Cette sobriété est d’autant plus indispensable que la crise énergétique avait débuté avant la guerre en Ukraine et qu’elle se poursuivra après, affectant toujours davantage le pouvoir de vivre de nos concitoyens.
La seule bonne nouvelle – s’il est possible d’en trouver une –, dans cette période de graves troubles, est que les intérêts vitaux du peuple ukrainien, les intérêts vitaux de nos concitoyens et les intérêts vitaux liés à la protection du climat se rejoignent. Voilà un problème de moins sur votre bureau ! Il faut sortir le plus rapidement possible des énergies fossiles et décupler nos efforts en matière de transition et de sobriété énergétiques. Notre avenir est intimement lié à celui du peuple ukrainien. (Applaudissements sur les travées du groupe GEST, ainsi que sur des travées des groupes SER, CRCE, RDSE et RDPI. – Mme Nadia Sollogoub applaudit également.)

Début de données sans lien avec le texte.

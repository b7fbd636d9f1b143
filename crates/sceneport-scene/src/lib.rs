//! Scene graph model for sceneport
//!
//! The authoring tool owns the real scene. This crate describes the view
//! the export pipeline needs of it:
//! - [`SceneEntity`] and [`EntityKind`], the per-entity data
//! - [`SceneGraph`], the trait a host adapter implements
//! - [`SceneSnapshot`], an in-memory scene loaded from a JSON dump
//! - name helpers and batch renaming of logical names

pub mod entity;
pub mod graph;
pub mod naming;
pub mod rename;
pub mod snapshot;

pub use entity::{EntityKind, LightData, LightVariant, SceneEntity};
pub use graph::{scene_base_name, SceneGraph};
pub use naming::{logical_name, split_name, DEFAULT_DELIMITER};
pub use rename::rename_logical;
pub use snapshot::SceneSnapshot;
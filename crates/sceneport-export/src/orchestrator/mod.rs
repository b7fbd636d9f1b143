//! Native export orchestration
//!
//! For every export target: reset its transform, run the native exporter
//! on it and its linked entities, restore the transform. Runs strictly
//! sequentially since every export mutates the shared scene.

mod exporter;
mod guard;

pub use exporter::{CommandExporter, ExportFailure, ExportRequest, NativeExporter};
pub use guard::TransformGuard;

use std::fs;
use std::path::PathBuf;

use tracing::{debug, info, warn};

use sceneport_scene::SceneGraph;

use crate::dedup::ExportTarget;
use crate::error::{PipelineError, PipelineResult};

/// Intermediate file produced by the native exporter
#[derive(Debug, Clone, PartialEq, Eq)]
pub struct IntermediateFile {
    pub target: ExportTarget,
    pub path: PathBuf,
    /// Side files written with it (material libraries)
    pub companions: Vec<PathBuf>,
}

impl IntermediateFile {
    /// Delete the intermediate and its companions, ignoring missing files
    pub fn remove(&self) {
        for path in std::iter::once(&self.path).chain(self.companions.iter()) {
            match fs::remove_file(path) {
                Ok(()) => debug!(path = %path.display(), "Removed intermediate"),
                Err(e) if e.kind() == std::io::ErrorKind::NotFound => {}
                Err(e) => warn!(path = %path.display(), error = %e, "Failed to remove intermediate"),
            }
        }
    }
}

/// Drives the native exporter over the deduplicated targets
pub struct ExportOrchestrator<'e> {
    exporter: &'e dyn NativeExporter,
    scratch_dir: PathBuf,
}

impl<'e> ExportOrchestrator<'e> {
    pub fn new(exporter: &'e dyn NativeExporter, scratch_dir: impl Into<PathBuf>) -> Self {
        Self {
            exporter,
            scratch_dir: scratch_dir.into(),
        }
    }

    /// Intermediate path for `target`: `<scratch>/<model file name>.<ext>`
    pub fn intermediate_path(&self, target: &ExportTarget) -> PathBuf {
        self.scratch_dir
            .join(format!("{}.{}", target.model_file_name, self.exporter.extension()))
    }

    /// Export every target in order.
    ///
    /// Any failure aborts the run. Every target's transform is restored
    /// before this returns, and intermediates from this run are removed.
    pub fn run(&self, scene: &mut dyn SceneGraph, targets: &[ExportTarget]) -> PipelineResult<Vec<IntermediateFile>> {
        fs::create_dir_all(&self.scratch_dir)?;

        let mut produced: Vec<IntermediateFile> = Vec::with_capacity(targets.len());
        for target in targets {
            match self.export_one(scene, target) {
                Ok(file) => produced.push(file),
                Err(e) => {
                    for file in &produced {
                        file.remove();
                    }
                    return Err(e);
                }
            }
        }

        info!(count = produced.len(), dir = %self.scratch_dir.display(), "Native export finished");
        Ok(produced)
    }

    fn export_one(&self, scene: &mut dyn SceneGraph, target: &ExportTarget) -> PipelineResult<IntermediateFile> {
        let path = self.intermediate_path(target);
        let file = IntermediateFile {
            target: target.clone(),
            companions: self
                .exporter
                .companion_extensions()
                .iter()
                .map(|ext| path.with_extension(ext))
                .collect(),
            path,
        };

        debug!(entity = %target.entity, output = %file.path.display(), "Exporting");

        let guard = TransformGuard::acquire(scene, &target.entity)?;
        let request = ExportRequest {
            target,
            linked: &target.linked,
            output: &file.path,
        };
        let exported = self.exporter.export(guard.scene(), &request);
        let restored = guard.release();

        if let Err(source) = exported {
            file.remove();
            return Err(PipelineError::NativeExport {
                entity: target.entity.clone(),
                source,
            });
        }
        if let Err(source) = restored {
            file.remove();
            return Err(PipelineError::TransformRestore {
                entity: target.entity.clone(),
                source,
            });
        }

        Ok(file)
    }
}
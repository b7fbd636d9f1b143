//! Logging and tracing setup for sceneport
//!
//! Library crates only emit `tracing` events. Binaries call
//! [`init_with_config`] once at startup to install a `fmt` subscriber.

use std::sync::atomic::{AtomicBool, Ordering};

use tracing_subscriber::{fmt, EnvFilter, prelude::*};

/// Whether tracing has been initialized
static TRACING_INITIALIZED: AtomicBool = AtomicBool::new(false);

/// Configuration for tracing initialization
#[derive(Debug, Clone)]
pub struct TracingConfig {
    /// Default filter directive (e.g. "warn,sceneport=info"), used when
    /// `RUST_LOG` is not set
    pub default_level: String,
    /// Show the target (module path) in log output
    pub show_target: bool,
    /// Show thread IDs in log output
    pub show_thread_ids: bool,
    /// Show source file in log output
    pub show_file: bool,
    /// Show line number in log output
    pub show_line_number: bool,
}

impl Default for TracingConfig {
    fn default() -> Self {
        Self {
            default_level: "warn,sceneport=info".to_string(),
            show_target: false,
            show_thread_ids: false,
            show_file: false,
            show_line_number: false,
        }
    }
}

impl TracingConfig {
    /// Map a `-v` count to a filter and output detail
    pub fn from_verbosity(verbosity: u8) -> Self {
        let level = match verbosity {
            0 => "warn",
            1 => "info",
            2 => "debug",
            _ => "trace",
        };

        Self {
            default_level: level.to_string(),
            show_target: verbosity >= 2,
            show_thread_ids: verbosity >= 3,
            show_file: verbosity >= 3,
            show_line_number: verbosity >= 3,
        }
    }
}

/// Initialize tracing with a custom configuration.
///
/// Multiple calls are safe and ignored after the first.
pub fn init_with_config(config: TracingConfig) {
    if TRACING_INITIALIZED
        .compare_exchange(false, true, Ordering::SeqCst, Ordering::Relaxed)
        .is_ok()
    {
        let filter = EnvFilter::try_from_default_env()
            .unwrap_or_else(|_| EnvFilter::new(&config.default_level));

        let fmt_layer = fmt::layer()
            .with_target(config.show_target)
            .with_thread_ids(config.show_thread_ids)
            .with_file(config.show_file)
            .with_line_number(config.show_line_number);

        // Another subscriber may already be installed (e.g. by a host process)
        let _ = tracing_subscriber::registry()
            .with(fmt_layer)
            .with(filter)
            .try_init();
    }
}

/// Run one pipeline stage inside a span and log its duration
pub fn instrument_stage<T, F>(name: &str, f: F) -> T
where
    F: FnOnce() -> T,
{
    let span = tracing::info_span!("stage", stage = %name);
    let _guard = span.enter();

    let start = std::time::Instant::now();
    let result = f();
    let duration = start.elapsed();

    tracing::debug!(duration_ms = %duration.as_millis(), "Stage complete");

    result
}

M. le président. La parole est à M. Stéphane Ravier, pour la réunion administrative des sénateurs ne figurant sur la liste d’aucun groupe.
M. Stéphane Ravier. Monsieur le président, madame le Premier ministre, mes chers collègues, Tocqueville affirme que « les démocraties d’opinion sont incapables de stratégie persévérante ». La déclaration que nous venons d’entendre en est la preuve. Vous vous concentrez sur des épiphénomènes, des postures morales et sur un décalage de la crise économique par l’endettement public.
Mais, face à nous, s’affirme le retour des empires, armés d’une vision sur le long terme. Vladimir Poutine est constitutionnellement au pouvoir jusqu’en 2036 ; Xi Jinping, véritable empereur en Chine, menace Taïwan ; en Corée du Nord, la dynastie des Kim mûrit sa puissance depuis 1948 ; en Iran, le néosultanat affirme ses velléités nucléaires ; dans le Caucase, l’ex-Empire ottoman ambitionne de se reconstituer au détriment de la nation souveraine arménienne et de son peuple. Sans parler de l’émergence des puissances nucléaires que sont l’Inde et le Pakistan.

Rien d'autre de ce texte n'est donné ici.